Wednesday, May 4, 2016

Summarizing a crap load because a crap load has happened

     Jason getting a little angry and stern shouldn't have been a big deal. But considering what I've gone through and considering he got a little physically rough, it was a big deal.
     Grace helped me through the panic attack I had over being alone with him. She helped me write the text ending things.
     Jason insisted on talking things over in person. I'm not even sure what happened, but we ended up kissing and when he tried to define our relationship, I couldn't give an answer. He was patient.
     Telling my family about Jason's anger incident (they're calling it "the original Jason experience) made them give me firm talks about cycles of abuse and how abusers can seem very charming... things that I already know. 
     And then Daniel freaking lost his crap that I was seeing another guy who wasn't treating me super well. He declared his eternal love for me and tried to start things up. It's been a roller coaster with him, but I wasn't interested.

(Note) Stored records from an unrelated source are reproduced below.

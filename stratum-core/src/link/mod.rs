//! Motion link
//!
//! Owns the serial connection to the motion board. The board firmware only
//! forgets stale input when the port is released and reacquired, so every
//! burst of commands is followed by a close, and jogs and prints start
//! with a double reopen ([`MotionLink::reset_cycle`]).

mod motion;

pub use motion::{LinkError, LinkState, MotionLink};
//! Cancellable waits for the print path

use core::future::Future;
use core::pin::pin;

use embassy_futures::select::{select, Either};
use embassy_time::{Duration, Instant};
use embedded_hal_async::delay::DelayNs;
use stratum_core::traits::{Hold, HoldOutcome};
use stratum_display::DisplayBackend;

use crate::channels::CancelSignal;
use crate::shared::PanelShared;

/// Hold that wakes on the STOP signal
///
/// The signal only wakes the wait; the run's cancellation flag decides.
/// A wake with the flag clear resumes waiting for the rest of the time,
/// measured against the monotonic clock.
pub struct SignalHold<'a, B, D> {
    shared: &'a PanelShared<B>,
    cancel: &'a CancelSignal,
    delay: D,
}

impl<'a, B: DisplayBackend, D: DelayNs> SignalHold<'a, B, D> {
    pub fn new(shared: &'a PanelShared<B>, cancel: &'a CancelSignal, delay: D) -> Self {
        Self {
            shared,
            cancel,
            delay,
        }
    }
}

impl<B: DisplayBackend, D: DelayNs> Hold for SignalHold<'_, B, D> {
    async fn hold(&mut self, ms: u64) -> HoldOutcome {
        let deadline = Instant::now() + Duration::from_millis(ms);

        loop {
            if self.shared.is_cancelled() {
                return HoldOutcome::Cancelled;
            }
            let remaining_us = deadline.saturating_duration_since(Instant::now()).as_micros();
            if remaining_us == 0 {
                return HoldOutcome::Elapsed;
            }
            let step_us = u32::try_from(remaining_us).unwrap_or(u32::MAX);
            // Either way round the loop re-reads the flag and the clock
            let _ = select(self.delay.delay_us(step_us), self.cancel.wait()).await;
        }
    }

    async fn guard<F: Future>(&mut self, fut: F) -> Option<F::Output> {
        let mut fut = pin!(fut);

        loop {
            if self.shared.is_cancelled() {
                return None;
            }
            match select(fut.as_mut(), self.cancel.wait()).await {
                Either::First(output) => return Some(output),
                Either::Second(()) => continue,
            }
        }
    }
}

     Aaaand then Bandaid Peter from work decided to ask me on a date as well. It went fine, but date two was less fine. I was a little bored. I found myself wishing that I was on the date with Jason instead. 
     Jason noticed how upset I was at work (over Daniel and Peter and just my dating life being a mess) and took me out to Denny's and was just the friend I needed. 

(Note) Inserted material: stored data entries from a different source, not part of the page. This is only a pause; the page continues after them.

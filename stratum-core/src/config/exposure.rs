//! Exposure and projector configuration

#[cfg(feature = "serde")]
use serde::{Deserialize, Serialize};

/// Immutable per-run exposure parameters
#[derive(Debug, Clone, Copy, PartialEq)]
#[cfg_attr(feature = "defmt", derive(defmt::Format))]
#[cfg_attr(feature = "serde", derive(Serialize, Deserialize))]
#[cfg_attr(feature = "serde", serde(default))]
pub struct ExposureConfig {
    /// Steady-state exposure per layer (s)
    pub interval_s: f64,
    /// Settle after each rise (s)
    pub pause_s: f64,
    /// Peel travel beyond the layer (mm)
    pub overshoot_mm: f64,
    /// Layer thickness used until a job supplies its own (mm)
    pub thickness_mm: f64,
    /// Exposure of the first layer (s)
    pub first_layer_time_s: f64,
    /// Z feed rate of the motion board
    pub z_rate: u32,
}

impl Default for ExposureConfig {
    fn default() -> Self {
        Self {
            interval_s: 2.0,
            pause_s: 2.5,
            overshoot_mm: 3.0,
            thickness_mm: 0.1,
            first_layer_time_s: 20.0,
            z_rate: 200,
        }
    }
}

impl ExposureConfig {
    /// Exposure hold for the layer at `index` (ms)
    pub fn exposure_ms(&self, index: usize) -> u64 {
        if index == 0 {
            seconds_to_ms(self.first_layer_time_s)
        } else {
            seconds_to_ms(self.interval_s)
        }
    }

    /// Peel overshoot for the layer at `index` (mm)
    ///
    /// The first layer peels three times as far to break the adhesion film.
    pub fn overshoot_for(&self, index: usize) -> f64 {
        if index == 0 {
            self.overshoot_mm * 3.0
        } else {
            self.overshoot_mm
        }
    }

    /// Post-rise pause for the layer at `index` (ms)
    pub fn pause_ms(&self, index: usize) -> u64 {
        if index == 0 {
            seconds_to_ms(self.pause_s * 3.0)
        } else {
            seconds_to_ms(self.pause_s)
        }
    }
}

/// Convert seconds to whole milliseconds; negative or NaN becomes 0
pub fn seconds_to_ms(seconds: f64) -> u64 {
    if seconds.is_nan() || seconds <= 0.0 {
        return 0;
    }
    // Round to nearest without libm
    (seconds * 1000.0 + 0.5) as u64
}

/// Projector output geometry
#[derive(Debug, Clone, Copy, PartialEq)]
#[cfg_attr(feature = "defmt", derive(defmt::Format))]
#[cfg_attr(feature = "serde", derive(Serialize, Deserialize))]
#[cfg_attr(feature = "serde", serde(default))]
pub struct ProjectorGeometry {
    /// Horizontal resolution (px)
    pub width_px: u32,
    /// Vertical resolution (px)
    pub height_px: u32,
    /// Width of the projected area on the vat floor (mm)
    pub projected_width_mm: f64,
}

impl Default for ProjectorGeometry {
    fn default() -> Self {
        Self {
            width_px: 1024,
            height_px: 768,
            projected_width_mm: 150.0,
        }
    }
}

impl ProjectorGeometry {
    /// Scale factor from part millimetres to projector pixels
    pub fn pixels_per_mm(&self) -> f64 {
        if self.projected_width_mm > 0.0 {
            f64::from(self.width_px) / self.projected_width_mm
        } else {
            1.0
        }
    }
}

/// Everything read from a job's settings file
#[derive(Debug, Clone, Copy, PartialEq, Default)]
#[cfg_attr(feature = "defmt", derive(defmt::Format))]
#[cfg_attr(feature = "serde", derive(Serialize, Deserialize))]
#[cfg_attr(feature = "serde", serde(default))]
pub struct PrinterSettings {
    pub exposure: ExposureConfig,
    pub projector: ProjectorGeometry,
}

     Grace was/is not supportive of me spending time with Jason again because of "the original Jason experience." She's gotten so upset over it that I've stopped telling her about him. As far as she knows, I've been spending a lot of time with family lately. 
     But we have been spending a lot of time together lately and after all of this drama and crap has passed, it's been pretty wonderful.
     Please be willing to stay through possible drama and know that I love you.